Le cadrage et la représentation font du paysage « un agrégat de formes ». Cette vision distante est fondée sur des acquis sociaux et culturels.
En réduisant le paysage à sa simple représentation, l'homme devient spectateur et non plus acteur.
Ce type de paysage est immédiatement condamné.
Le paysage devrait être, à l'encontre de ce postulat passif, espace, mémoire et donc expérience. Aujourd'hui, le paysage tend à évoluer, dans sa représentation bien sûr puisqu'il en est indissociable, mais surtout dans son essence même.
Pratiquer la gravure pour penser le paysage amène à ressentir l'espace par le biais de la matière. C'est une tension permanente entre vide et plein. L'espace en est induit. Gravure et paysage sont ici liés par le fait de penser par le vide, par sa masse, par la ligne, d'évaluer la matière. La gravure joue avec le temps. Le temps joue avec le paysage.

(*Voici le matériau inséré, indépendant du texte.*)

//! Composição dos predicados de filtro

use chrono::{DateTime, Local, TimeZone, Utc};

use super::criterios::{CriteriosFiltro, FiltroStatus};
use super::datas::interpretar_instante_em;
use super::registro::RegistroFiltravel;
use crate::utils::normalization::{contem_normalizado, normalizar_busca};

/// Critérios com os termos de texto normalizados uma única vez
struct Predicado<'c, Tz: TimeZone> {
    termo: Option<String>,
    nome_vinculado: Option<String>,
    inicio: Option<DateTime<Utc>>,
    fim: Option<DateTime<Utc>>,
    status: &'c FiltroStatus,
    valor_min: Option<f64>,
    valor_max: Option<f64>,
    fuso: Tz,
}

fn termo_normalizado(texto: &str) -> Option<String> {
    let texto = texto.trim();
    (!texto.is_empty()).then(|| normalizar_busca(texto))
}

impl<'c, Tz: TimeZone> Predicado<'c, Tz> {
    fn new(criterios: &'c CriteriosFiltro, fuso: Tz) -> Self {
        Self {
            termo: termo_normalizado(&criterios.busca),
            nome_vinculado: termo_normalizado(&criterios.nome_vinculado),
            inicio: criterios.data_inicio,
            fim: criterios.data_fim,
            status: &criterios.status,
            valor_min: criterios.valor_min,
            valor_max: criterios.valor_max,
            fuso,
        }
    }

    fn aceita<T: RegistroFiltravel>(&self, registro: &T) -> bool {
        self.aceita_busca(registro)
            && self.aceita_periodo(registro)
            && self.status.aceita(registro.status())
            && self.aceita_valor(registro)
            && self.aceita_nome_vinculado(registro)
    }

    fn aceita_busca<T: RegistroFiltravel>(&self, registro: &T) -> bool {
        let Some(termo) = &self.termo else {
            return true;
        };
        registro
            .campos_busca()
            .into_iter()
            .flatten()
            .any(|campo| contem_normalizado(campo, termo))
    }

    fn aceita_periodo<T: RegistroFiltravel>(&self, registro: &T) -> bool {
        if self.inicio.is_none() && self.fim.is_none() {
            return true;
        }

        // Data ilegível nunca entra num período com limite
        let Some(data) = registro
            .data_criacao()
            .and_then(|raw| interpretar_instante_em(raw, &self.fuso))
        else {
            return false;
        };

        self.inicio.map_or(true, |inicio| data >= inicio) && self.fim.map_or(true, |fim| data <= fim)
    }

    fn aceita_valor<T: RegistroFiltravel>(&self, registro: &T) -> bool {
        if self.valor_min.is_none() && self.valor_max.is_none() {
            return true;
        }

        let Some(valor) = registro.valor() else {
            return false;
        };

        self.valor_min.map_or(true, |min| valor >= min) && self.valor_max.map_or(true, |max| valor <= max)
    }

    fn aceita_nome_vinculado<T: RegistroFiltravel>(&self, registro: &T) -> bool {
        match &self.nome_vinculado {
            None => true,
            Some(termo) => registro
                .nome_vinculado()
                .map_or(false, |nome| contem_normalizado(nome, termo)),
        }
    }
}

/// Um registro passa em todos os critérios ativos?
pub fn corresponde<T: RegistroFiltravel>(registro: &T, criterios: &CriteriosFiltro) -> bool {
    Predicado::new(criterios, Local).aceita(registro)
}

/// Posições (na ordem original) dos registros que passam nos critérios
///
/// Timestamps sem fuso são interpretados em `fuso`.
pub fn filtrar_indices_em<T, Tz>(fonte: &[T], criterios: &CriteriosFiltro, fuso: Tz) -> Vec<usize>
where
    T: RegistroFiltravel,
    Tz: TimeZone,
{
    let predicado = Predicado::new(criterios, fuso);
    fonte
        .iter()
        .enumerate()
        .filter(|(_, registro)| predicado.aceita(*registro))
        .map(|(i, _)| i)
        .collect()
}

/// Registros que passam nos critérios, preservando a ordem relativa
pub fn filtrar<'a, T: RegistroFiltravel>(fonte: &'a [T], criterios: &CriteriosFiltro) -> Vec<&'a T> {
    filtrar_indices_em(fonte, criterios, Local)
        .into_iter()
        .map(|i| &fonte[i])
        .collect()
}

#[cfg(test)]
pub(crate) mod tests {
    use super::*;
    use crate::pipeline::criterios::valor_de_texto;
    use chrono::TimeZone;
    use pretty_assertions::assert_eq;
    use proptest::prelude::*;

    /// Registro mínimo para exercitar o pipeline sem depender da API
    #[derive(Debug, Clone, PartialEq)]
    pub(crate) struct Fake {
        pub id: i64,
        pub nome: Option<String>,
        pub descricao: Option<String>,
        pub data: Option<String>,
        pub status: Option<String>,
        pub valor: Option<f64>,
        pub prestador: Option<String>,
    }

    impl Fake {
        pub(crate) fn new(id: i64) -> Self {
            Self {
                id,
                nome: None,
                descricao: None,
                data: None,
                status: None,
                valor: None,
                prestador: None,
            }
        }
    }

    impl RegistroFiltravel for Fake {
        fn id(&self) -> i64 {
            self.id
        }
        fn nome_ordenacao(&self) -> Option<&str> {
            self.nome.as_deref()
        }
        fn data_criacao(&self) -> Option<&str> {
            self.data.as_deref()
        }
        fn campos_busca(&self) -> Vec<Option<&str>> {
            vec![self.descricao.as_deref(), self.prestador.as_deref(), self.status.as_deref()]
        }
        fn status(&self) -> Option<&str> {
            self.status.as_deref()
        }
        fn valor(&self) -> Option<f64> {
            self.valor
        }
        fn nome_vinculado(&self) -> Option<&str> {
            self.prestador.as_deref()
        }
    }

    fn ids(itens: &[&Fake]) -> Vec<i64> {
        itens.iter().map(|r| r.id).collect()
    }

    fn custos_de_0_a_450() -> Vec<Fake> {
        (0..10)
            .map(|i| Fake {
                valor: Some(i as f64 * 50.0),
                ..Fake::new(i)
            })
            .collect()
    }

    #[test]
    fn test_faixa_100_a_300_retorna_cinco() {
        let fonte = custos_de_0_a_450();
        let criterios = CriteriosFiltro::new().com_valores(valor_de_texto("100"), valor_de_texto("300"));

        let resultado = filtrar(&fonte, &criterios);
        let custos: Vec<f64> = resultado.iter().filter_map(|r| r.valor).collect();
        assert_eq!(custos, vec![100.0, 150.0, 200.0, 250.0, 300.0]);
    }

    #[test]
    fn test_zero_e_limite_inclusivo() {
        let fonte = custos_de_0_a_450();
        let criterios = CriteriosFiltro::new().com_valores(Some(0.0), Some(0.0));
        assert_eq!(ids(&filtrar(&fonte, &criterios)), vec![0]);
    }

    #[test]
    fn test_valor_ausente_sai_quando_ha_faixa() {
        let fonte = vec![Fake::new(1), Fake { valor: Some(10.0), ..Fake::new(2) }];
        assert_eq!(ids(&filtrar(&fonte, &CriteriosFiltro::new())), vec![1, 2]);

        let criterios = CriteriosFiltro::new().com_valores(None, Some(100.0));
        assert_eq!(ids(&filtrar(&fonte, &criterios)), vec![2]);
    }

    #[test]
    fn test_busca_sem_acento_e_sem_caixa() {
        let fonte = vec![
            Fake { descricao: Some("Instalação elétrica".into()), ..Fake::new(1) },
            Fake { prestador: Some("JOSÉ Souza".into()), ..Fake::new(2) },
            Fake { status: Some("EM_ANDAMENTO".into()), ..Fake::new(3) },
            Fake::new(4),
        ];

        assert_eq!(ids(&filtrar(&fonte, &CriteriosFiltro::new().com_busca("INSTALACAO"))), vec![1]);
        assert_eq!(ids(&filtrar(&fonte, &CriteriosFiltro::new().com_busca("josé"))), vec![2]);
        assert_eq!(ids(&filtrar(&fonte, &CriteriosFiltro::new().com_busca("andamento"))), vec![3]);
        // Termo só com espaços não restringe
        assert_eq!(ids(&filtrar(&fonte, &CriteriosFiltro::new().com_busca("   "))), vec![1, 2, 3, 4]);
    }

    #[test]
    fn test_periodo_inclusivo_e_datas_invalidas() {
        let fonte = vec![
            Fake { data: Some("2024-05-01T00:00:00Z".into()), ..Fake::new(1) },
            Fake { data: Some("2024-05-10T12:00:00Z".into()), ..Fake::new(2) },
            Fake { data: Some("2024-05-31T23:59:59Z".into()), ..Fake::new(3) },
            Fake { data: Some("data quebrada".into()), ..Fake::new(4) },
            Fake::new(5),
        ];
        let inicio = Utc.with_ymd_and_hms(2024, 5, 1, 0, 0, 0).unwrap();
        let fim = Utc.with_ymd_and_hms(2024, 5, 31, 23, 59, 59).unwrap();

        let criterios = CriteriosFiltro::new().com_periodo(Some(inicio), Some(fim));
        assert_eq!(ids(&filtrar(&fonte, &criterios)), vec![1, 2, 3]);

        let so_fim = CriteriosFiltro::new().com_periodo(None, Some(Utc.with_ymd_and_hms(2024, 5, 5, 0, 0, 0).unwrap()));
        assert_eq!(ids(&filtrar(&fonte, &so_fim)), vec![1]);

        // Sem limites, datas inválidas continuam aparecendo
        assert_eq!(filtrar(&fonte, &CriteriosFiltro::new()).len(), 5);
    }

    #[test]
    fn test_status_e_nome_vinculado_combinados() {
        let fonte = vec![
            Fake { status: Some("CONCLUIDA".into()), prestador: Some("Ana Lúcia".into()), ..Fake::new(1) },
            Fake { status: Some("CONCLUIDA".into()), prestador: Some("Bruno".into()), ..Fake::new(2) },
            Fake { status: Some("PENDENTE".into()), prestador: Some("Ana".into()), ..Fake::new(3) },
            Fake { status: Some("CONCLUIDA".into()), ..Fake::new(4) },
        ];
        let criterios = CriteriosFiltro::new()
            .com_status(FiltroStatus::Exato("CONCLUIDA".into()))
            .com_nome_vinculado("ana");

        assert_eq!(ids(&filtrar(&fonte, &criterios)), vec![1]);
        assert!(corresponde(&fonte[0], &criterios));
        assert!(!corresponde(&fonte[3], &criterios));
    }

    fn fake_arbitrario() -> impl Strategy<Value = Fake> {
        (
            0i64..1000,
            proptest::option::of("[a-zA-Zéãçó ]{0,12}"),
            proptest::option::of("[a-zA-Zéãçó ]{0,12}"),
            proptest::option::of(0.0f64..1000.0),
        )
            .prop_map(|(id, descricao, prestador, valor)| Fake {
                descricao,
                prestador,
                valor,
                ..Fake::new(id)
            })
    }

    proptest! {
        #[test]
        fn prop_criterios_padrao_sao_identidade(fonte in proptest::collection::vec(fake_arbitrario(), 0..40)) {
            let resultado: Vec<Fake> = filtrar(&fonte, &CriteriosFiltro::default()).into_iter().cloned().collect();
            prop_assert_eq!(resultado, fonte);
        }

        #[test]
        fn prop_busca_correta_e_completa(
            fonte in proptest::collection::vec(fake_arbitrario(), 0..40),
            termo in "[a-zA-Zéã]{1,3}",
        ) {
            let criterios = CriteriosFiltro::new().com_busca(termo.clone());
            let normalizado = normalizar_busca(&termo);
            let aceitos = filtrar_indices_em(&fonte, &criterios, Utc);

            for (i, registro) in fonte.iter().enumerate() {
                let contem = registro.campos_busca().into_iter().flatten()
                    .any(|campo| normalizar_busca(campo).contains(&normalizado));
                prop_assert_eq!(aceitos.contains(&i), contem);
            }
        }

        #[test]
        fn prop_filtrar_e_idempotente(
            fonte in proptest::collection::vec(fake_arbitrario(), 0..40),
            min in proptest::option::of(0.0f64..500.0),
            termo in "[a-z]{0,2}",
        ) {
            let criterios = CriteriosFiltro::new().com_busca(termo).com_valores(min, None);
            let uma_vez: Vec<Fake> = filtrar(&fonte, &criterios).into_iter().cloned().collect();
            let duas_vezes: Vec<Fake> = filtrar(&uma_vez, &criterios).into_iter().cloned().collect();
            prop_assert_eq!(uma_vez, duas_vezes);
        }
    }
}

La gravure est lenteur, attente, réflexion, en contraste avec le monde actuel qui avance sans se retourner. Elle est aussi projection hasardeuse. L'accident fait partie de la démarche.
Gravure et paysage évoluent conjointement dans le temps. La perception est physique plutôt que induite par des formes définitives et closes.
En partant de l'idée que la gravure amène à voir différemment le paysage, elle doit trouver son propre langage. Un langage qui réinventerait à la fois gravure et paysage, basé sur la méthode, la pratique et le ressenti.
C'est une remise en question des acquis, une mise en abîme, une instabilité fertile.
Le paysage répond souvent à des problématiques « mécaniques » suscitées par une obsession du rationnel. En admettant cela, on admet aussi l'exclusion paradoxale du centre d'intérêt premier, le paysage dans son tout.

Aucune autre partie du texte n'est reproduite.